SPP Raises Questions on Prescient’s Funding Needs Amid Clinical and Regulatory Risks
Prescient Therapeutics has opened a Share Purchase Plan to raise up to $7 million, offering shareholders discounted shares to fund the Phase 2 development of its targeted cancer therapy PTX-100.
- SPP aims to raise up to AUD 7 million at $0.04 per share
- Shares offered at 16.7% discount to 15-day VWAP and 9.1% discount to closing price
- Funds to support Phase 2 clinical trials of PTX-100 for T Cell Lymphoma
- Eligible shareholders can subscribe up to $30,000 without brokerage fees
- Company highlights clinical, regulatory, and funding risks
Prescient Therapeutics Opens Share Purchase Plan
Melbourne-based biotechnology company Prescient Therapeutics Limited (ASX – PTX) has officially launched a Share Purchase Plan (SPP) to raise up to AUD 7 million. The offer invites eligible shareholders to purchase new shares at a discounted price of 4 cents each, representing a 16.7% discount to the 15-day volume weighted average price (VWAP) and a 9.1% discount to the closing price on 30 June 2025. This capital raising initiative is designed to accelerate the clinical development of PTX-100, Prescient’s first-in-class targeted cancer therapy.
Funding the Next Phase of PTX-100 Development
PTX-100 is a novel cancer enzyme inhibitor targeting oncogenic pathways implicated in T Cell Lymphoma, a market estimated at US$1.8 billion. The company recently received Fast Track and Orphan Drug Designations from the US Food and Drug Administration (FDA), underscoring the potential significance of PTX-100 in addressing unmet medical needs. The funds raised through the SPP will primarily support ongoing Phase 2a clinical trials, which have already commenced with site activations and patient enrolments underway.
Shareholder Participation and Offer Details
Eligible shareholders registered as of 7 – 00pm (AEST) on 30 June 2025, with addresses in Australia or New Zealand, can apply for up to $30,000 worth of shares without incurring brokerage or transaction fees. The offer opened on 2 July 2025 and will close on 15 July 2025, with shares expected to be allotted and quoted on the ASX by late July. The company has appointed Reach Markets Pty Ltd as Lead Manager for the SPP, who will also receive a fee and options as part of the arrangement.
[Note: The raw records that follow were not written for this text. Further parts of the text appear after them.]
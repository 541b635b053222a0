// Time Provider Port (for testability)

/// Time provider interface (allows mocking in tests)
pub trait TimeProvider: Send + Sync {
    /// Get current time in milliseconds since epoch
    fn now_millis(&self) -> i64;
}

/// System time provider (production)
pub struct SystemTimeProvider;

impl TimeProvider for SystemTimeProvider {
    fn now_millis(&self) -> i64 {
        chrono::Utc::now().timestamp_millis()
    }
}

pub mod mocks {
    use super::*;
    use std::sync::atomic::{AtomicI64, Ordering};

    /// Clock that only moves when told to
    pub struct FixedTimeProvider {
        now: AtomicI64,
    }

    impl FixedTimeProvider {
        pub fn new(now_millis: i64) -> Self {
            Self {
                now: AtomicI64::new(now_millis),
            }
        }

        pub fn advance(&self, millis: i64) {
            self.now.fetch_add(millis, Ordering::SeqCst);
        }
    }

    impl TimeProvider for FixedTimeProvider {
        fn now_millis(&self) -> i64 {
            self.now.load(Ordering::SeqCst)
        }
    }
}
Risks and Strategic Outlook
While the SPP represents a promising opportunity for shareholders to support Prescient’s growth, the company is transparent about the inherent risks. These include the uncertainties of clinical trial outcomes, regulatory approval processes, future funding requirements, and competitive pressures within the biotechnology sector. Prescient’s management emphasizes rigorous scientific review and strategic partnerships to mitigate these risks as it advances PTX-100 through clinical development.
Engaging with Shareholders
To provide further clarity and answer shareholder questions, CEO James McDonnell will host a live interactive briefing. This session aims to discuss the SPP details, the use of funds, and the company’s clinical progress. The company encourages shareholders to consider this opportunity as it seeks to establish itself as a leading Australian biotech success story with a focus on personalised cancer therapies.
Bottom Line?
Prescient’s SPP is a critical step in funding PTX-100’s clinical journey, but investors should watch closely for trial progress and regulatory milestones.
Questions in the middle?
- What level of shareholder uptake will Prescient achieve in the SPP, and will a scale-back be necessary?
- How will interim Phase 2 trial data influence regulatory engagement and potential partnerships?
- What are the company’s plans for additional funding beyond the SPP if required?